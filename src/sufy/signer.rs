//! Sufy request signer
//!
//! Signs the canonical form of a request with HMAC-SHA256 keyed by the secret
//! key and emits `Authorization: Sufy <access-key>:<signature>`, where the
//! signature is the URL-safe base64 of the keyed hash.
//!
//! Signing is pure given the request, the credentials and the clock reading.
//! The clock is injected so tests can pin the timestamp.

use crate::sufy::canonical::CanonicalRequest;
use crate::sufy::error::{Result, SufyError};
use base64::engine::general_purpose::URL_SAFE;
use base64::Engine;
use chrono::{DateTime, Utc};
use hmac::{Hmac, Mac};
use hyper::header::{HeaderName, HeaderValue, AUTHORIZATION, HOST, USER_AGENT};
use hyper::{HeaderMap, Method};
use sha2::{Digest, Sha256};
use std::fmt;
use std::sync::Arc;

type HmacSha256 = Hmac<Sha256>;

/// Authorization scheme
pub const AUTH_SCHEME: &str = "Sufy";

/// Signing timestamp header
pub const DATE_HEADER: &str = "x-sufy-date";

/// Payload hash header
pub const CONTENT_SHA256_HEADER: &str = "x-sufy-content-sha256";

/// `X-Sufy-Date` format, e.g. `20230413T012347Z`
pub const DATE_FORMAT: &str = "%Y%m%dT%H%M%SZ";

/// User-Agent sent with every request
pub const SDK_USER_AGENT: &str = concat!("sufy-sdk-rust/", env!("CARGO_PKG_VERSION"));

/// SHA256 of the empty payload
pub const EMPTY_SHA256: &str = "e3b0c44298fc1c149afbf4c8996fb92427ae41e4649b934ca495991b7852b855";

/// Payload hash for bodies that are not hashed (large part uploads)
pub const UNSIGNED_PAYLOAD: &str = "UNSIGNED-PAYLOAD";

/// Time source for signing
pub trait Clock: Send + Sync {
    fn now(&self) -> DateTime<Utc>;
}

/// Wall clock
#[derive(Debug, Clone, Copy, Default)]
pub struct SystemClock;

impl Clock for SystemClock {
    fn now(&self) -> DateTime<Utc> {
        Utc::now()
    }
}

/// Always returns the same instant
#[derive(Debug, Clone, Copy)]
pub struct FixedClock(pub DateTime<Utc>);

impl Clock for FixedClock {
    fn now(&self) -> DateTime<Utc> {
        self.0
    }
}

/// Access key / secret key pair
#[derive(Clone, PartialEq, Eq)]
pub struct Credentials {
    access_key: String,
    secret_key: String,
}

impl Credentials {
    /// Both keys must be non-empty. The access key may not contain `:` or
    /// whitespace since it is embedded in the Authorization header.
    pub fn new(access_key: impl Into<String>, secret_key: impl Into<String>) -> Result<Self> {
        let access_key = access_key.into();
        let secret_key = secret_key.into();

        if access_key.is_empty() {
            return Err(SufyError::Config("access key is empty".to_string()));
        }
        if secret_key.is_empty() {
            return Err(SufyError::Config("secret key is empty".to_string()));
        }
        if access_key.contains(':') || access_key.chars().any(char::is_whitespace) {
            return Err(SufyError::Config(
                "access key contains ':' or whitespace".to_string(),
            ));
        }

        Ok(Self {
            access_key,
            secret_key,
        })
    }

    pub fn access_key(&self) -> &str {
        &self.access_key
    }
}

impl fmt::Debug for Credentials {
    fn fmt(&self, f: &mut fmt::Formatter<'_>) -> fmt::Result {
        f.debug_struct("Credentials")
            .field("access_key", &self.access_key)
            .field("secret_key", &"<redacted>")
            .finish()
    }
}

/// Output of signing a request
#[derive(Debug, Clone)]
pub struct SignedRequest {
    pub canonical: CanonicalRequest,
    /// Value written to `X-Sufy-Date`
    pub date: String,
    /// Value written to `Authorization`
    pub authorization: String,
}

/// Payload hash for a body
pub fn payload_hash(body: &[u8], unsigned: bool) -> String {
    if unsigned {
        UNSIGNED_PAYLOAD.to_string()
    } else if body.is_empty() {
        EMPTY_SHA256.to_string()
    } else {
        hex::encode(Sha256::digest(body))
    }
}

/// Request signer. Cheap to clone.
#[derive(Clone)]
pub struct Signer {
    credentials: Credentials,
    clock: Arc<dyn Clock>,
}

impl fmt::Debug for Signer {
    fn fmt(&self, f: &mut fmt::Formatter<'_>) -> fmt::Result {
        f.debug_struct("Signer")
            .field("credentials", &self.credentials)
            .finish_non_exhaustive()
    }
}

impl Signer {
    pub fn new(credentials: Credentials) -> Self {
        Self {
            credentials,
            clock: Arc::new(SystemClock),
        }
    }

    /// Replace the time source
    pub fn with_clock(mut self, clock: Arc<dyn Clock>) -> Self {
        self.clock = clock;
        self
    }

    pub fn credentials(&self) -> &Credentials {
        &self.credentials
    }

    /// Sign a request in place.
    ///
    /// `host` is written to the Host header, then the date, payload hash and
    /// User-Agent headers are stamped before the canonical form is computed,
    /// so all of them (except User-Agent) are covered by the signature.
    /// Finally the Authorization header is added.
    pub fn sign(
        &self,
        method: &Method,
        host: &str,
        path: &str,
        query: &[(String, Option<String>)],
        headers: &mut HeaderMap,
        payload_hash: &str,
    ) -> Result<SignedRequest> {
        let date = self.clock.now().format(DATE_FORMAT).to_string();

        headers.insert(HOST, header_value(host)?);
        headers.insert(HeaderName::from_static(DATE_HEADER), header_value(&date)?);
        headers.insert(
            HeaderName::from_static(CONTENT_SHA256_HEADER),
            header_value(payload_hash)?,
        );
        headers.insert(USER_AGENT, HeaderValue::from_static(SDK_USER_AGENT));

        let canonical = CanonicalRequest::new(method, path, query, headers, payload_hash);
        tracing::trace!(canonical = %canonical.to_canonical_string(), "canonical request");
        let authorization = format!(
            "{} {}:{}",
            AUTH_SCHEME,
            self.credentials.access_key,
            self.signature(&canonical)
        );
        headers.insert(AUTHORIZATION, header_value(&authorization)?);

        Ok(SignedRequest {
            canonical,
            date,
            authorization,
        })
    }

    /// Signature over a canonical request
    pub fn signature(&self, canonical: &CanonicalRequest) -> String {
        let mac = Self::hmac_sha256(
            self.credentials.secret_key.as_bytes(),
            canonical.to_canonical_string().as_bytes(),
        );
        URL_SAFE.encode(mac)
    }

    /// HMAC-SHA256 returning fixed-size array
    fn hmac_sha256(key: &[u8], msg: &[u8]) -> [u8; 32] {
        let mut mac = HmacSha256::new_from_slice(key).expect("HMAC can take key of any size");
        mac.update(msg);
        let result = mac.finalize().into_bytes();
        let mut output = [0u8; 32];
        output.copy_from_slice(&result);
        output
    }
}

fn header_value(value: &str) -> Result<HeaderValue> {
    HeaderValue::from_str(value)
        .map_err(|_| SufyError::Validation(format!("invalid header value: {:?}", value)))
}

/// Split `Sufy <ak>:<sig>` into its parts
pub fn parse_authorization(value: &str) -> Option<(&str, &str)> {
    let rest = value.strip_prefix(AUTH_SCHEME)?.strip_prefix(' ')?;
    rest.split_once(':')
}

About this task: Exactly as they appear, please write out the lines from the opening of the listing above down to the line containing "pub const CONTENT_SHA256_HEADER: &str", with both end lines included.

Answer space:
filename src/sufy/signer.rs
//! Sufy request signer
//!
//! Signs the canonical form of a request with HMAC-SHA256 keyed by the secret
//! key and emits `Authorization: Sufy <access-key>:<signature>`, where the
//! signature is the URL-safe base64 of the keyed hash.
//!
//! Signing is pure given the request, the credentials and the clock reading.
//! The clock is injected so tests can pin the timestamp.

use crate::sufy::canonical::CanonicalRequest;
use crate::sufy::error::{Result, SufyError};
use base64::engine::general_purpose::URL_SAFE;
use base64::Engine;
use chrono::{DateTime, Utc};
use hmac::{Hmac, Mac};
use hyper::header::{HeaderName, HeaderValue, AUTHORIZATION, HOST, USER_AGENT};
use hyper::{HeaderMap, Method};
use sha2::{Digest, Sha256};
use std::fmt;
use std::sync::Arc;

type HmacSha256 = Hmac<Sha256>;

/// Authorization scheme
pub const AUTH_SCHEME: &str = "Sufy";

/// Signing timestamp header
pub const DATE_HEADER: &str = "x-sufy-date";

/// Payload hash header
pub const CONTENT_SHA256_HEADER: &str = "x-sufy-content-sha256";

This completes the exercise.